§ **What this task involves**
The data beneath this task has to be reprinted character for character.

§ **Entries provided**
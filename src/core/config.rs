//! Configuration management for the MCP server.
//!
//! This is the start-time configuration: server identity, logging, transport
//! and *where* the API settings live. The API settings themselves (base URL,
//! bearer token) are resolved again on every tool call, see
//! [`crate::domains::tools::pipeline::SettingsResolver`].

use super::transport::TransportConfig;
use std::path::PathBuf;
use tracing::{info, warn};

/// Environment variable holding the remote service base URL.
pub const BASE_URL_ENV: &str = "API_BASE_URL";

/// Environment variable holding the bearer credential.
pub const BEARER_TOKEN_ENV: &str = "API_BEARER_TOKEN";

/// Main configuration structure for the MCP server.
#[derive(Debug, Clone)]
pub struct Config {
    /// Server identification and metadata.
    pub server: ServerConfig,

    /// Logging configuration.
    pub logging: LoggingConfig,

    /// Transport configuration.
    pub transport: TransportConfig,

    /// Locations of the remote API settings.
    pub api: ApiSourcesConfig,
}

/// Server identification configuration.
#[derive(Debug, Clone)]
pub struct ServerConfig {
    /// The name of the server as reported to clients.
    pub name: String,

    /// The version of the server.
    pub version: String,
}

/// Logging configuration.
#[derive(Debug, Clone)]
pub struct LoggingConfig {
    /// Log level filter (e.g., "info", "debug", "trace").
    pub level: String,
}

/// Where the per-call API settings are read from.
///
/// Environment variables are consulted first, then the JSON file.
#[derive(Debug, Clone)]
pub struct ApiSourcesConfig {
    /// Name of the variable carrying the base URL.
    pub base_url_env: String,

    /// Name of the variable carrying the bearer token.
    pub bearer_token_env: String,

    /// JSON settings file, `~/.api/config.json` by default.
    /// `None` when no home directory can be determined.
    pub config_file: Option<PathBuf>,
}

impl ApiSourcesConfig {
    /// Default location of the settings file under the home directory.
    pub fn default_config_file() -> Option<PathBuf> {
        dirs::home_dir().map(|home| home.join(".api").join("config.json"))
    }
}

impl ApiSourcesConfig {
    /// Log where the API settings will be read from.
    pub fn log_sources(&self) {
        info!(
            "API settings from ${} and ${}",
            self.base_url_env, self.bearer_token_env
        );
        match &self.config_file {
            Some(path) => info!("API settings file: {}", path.display()),
            None => warn!("No home directory found; API settings come from the environment only"),
        }
    }
}

impl Default for ApiSourcesConfig {
    fn default() -> Self {
        Self {
            base_url_env: BASE_URL_ENV.to_string(),
            bearer_token_env: BEARER_TOKEN_ENV.to_string(),
            config_file: Self::default_config_file(),
        }
    }
}

impl Default for Config {
    fn default() -> Self {
        Self {
            server: ServerConfig {
                name: "lexicon-mcp-server".to_string(),
                version: env!("CARGO_PKG_VERSION").to_string(),
            },
            logging: LoggingConfig {
                level: "info".to_string(),
            },
            transport: TransportConfig::default(),
            api: ApiSourcesConfig::default(),
        }
    }
}

impl Config {
    /// Load configuration from environment variables.
    ///
    /// Server variables are prefixed with `MCP_`: `MCP_SERVER_NAME`,
    /// `MCP_LOG_LEVEL`, `MCP_TRANSPORT`, ... A `.env` file in the working
    /// directory is loaded first.
    pub fn from_env() -> Self {
        dotenvy::dotenv().ok();

        let mut config = Self::default();

        if let Ok(name) = std::env::var("MCP_SERVER_NAME") {
            config.server.name = name;
        }

        if let Ok(level) = std::env::var("MCP_LOG_LEVEL") {
            config.logging.level = level;
        }

        config.transport = TransportConfig::from_env();

        config
    }
}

§ **Your response**
filename src/core/config.rs
//! Configuration management for the MCP server.
//!
//! This is the start-time configuration: server identity, logging, transport
//! and *where* the API settings live. The API settings themselves (base URL,
//! bearer token) are resolved again on every tool call, see
//! [`crate::domains::tools::pipeline::SettingsResolver`].

use super::transport::TransportConfig;
use std::path::PathBuf;
use tracing::{info, warn};

/// Environment variable holding the remote service base URL.
pub const BASE_URL_ENV: &str = "API_BASE_URL";

/// Environment variable holding the bearer credential.
pub const BEARER_TOKEN_ENV: &str = "API_BEARER_TOKEN";

/// Main configuration structure for the MCP server.
#[derive(Debug, Clone)]
pub struct Config {
    /// Server identification and metadata.
    pub server: ServerConfig,

    /// Logging configuration.
    pub logging: LoggingConfig,

    /// Transport configuration.
    pub transport: TransportConfig,

    /// Locations of the remote API settings.
    pub api: ApiSourcesConfig,
}

/// Server identification configuration.
#[derive(Debug, Clone)]
pub struct ServerConfig {
    /// The name of the server as reported to clients.
    pub name: String,

    /// The version of the server.
    pub version: String,
}

/// Logging configuration.
#[derive(Debug, Clone)]
pub struct LoggingConfig {
    /// Log level filter (e.g., "info", "debug", "trace").
    pub level: String,
}

/// Where the per-call API settings are read from.
///
/// Environment variables are consulted first, then the JSON file.
#[derive(Debug, Clone)]
pub struct ApiSourcesConfig {
    /// Name of the variable carrying the base URL.
    pub base_url_env: String,

    /// Name of the variable carrying the bearer token.
    pub bearer_token_env: String,

    /// JSON settings file, `~/.api/config.json` by default.
    /// `None` when no home directory can be determined.
    pub config_file: Option<PathBuf>,
}

impl ApiSourcesConfig {
    /// Default location of the settings file under the home directory.
    pub fn default_config_file() -> Option<PathBuf> {
        dirs::home_dir().map(|home| home.join(".api").join("config.json"))
    }
}

impl ApiSourcesConfig {
    /// Log where the API settings will be read from.
    pub fn log_sources(&self) {
        info!(
            "API settings from ${} and ${}",
            self.base_url_env, self.bearer_token_env
        );
        match &self.config_file {
            Some(path) => info!("API settings file: {}", path.display()),
            None => warn!("No home directory found; API settings come from the environment only"),
        }
    }
}

impl Default for ApiSourcesConfig {
    fn default() -> Self {
        Self {
            base_url_env: BASE_URL_ENV.to_string(),
            bearer_token_env: BEARER_TOKEN_ENV.to_string(),
            config_file: Self::default_config_file(),
        }
    }
}

impl Default for Config {
    fn default() -> Self {
        Self {
            server: ServerConfig {
                name: "lexicon-mcp-server".to_string(),
                version: env!("CARGO_PKG_VERSION").to_string(),
            },
            logging: LoggingConfig {
                level: "info".to_string(),
            },
            transport: TransportConfig::default(),
            api: ApiSourcesConfig::default(),
        }
    }
}

impl Config {
    /// Load configuration from environment variables.
    ///
    /// Server variables are prefixed with `MCP_`: `MCP_SERVER_NAME`,
    /// `MCP_LOG_LEVEL`, `MCP_TRANSPORT`, ... A `.env` file in the working
    /// directory is loaded first.
    pub fn from_env() -> Self {
        dotenvy::dotenv().ok();

        let mut config = Self::default();

        if let Ok(name) = std::env::var("MCP_SERVER_NAME") {
            config.server.name = name;
        }

        if let Ok(level) = std::env::var("MCP_LOG_LEVEL") {
            config.logging.level = level;
        }

        config.transport = TransportConfig::from_env();

        config
    }
}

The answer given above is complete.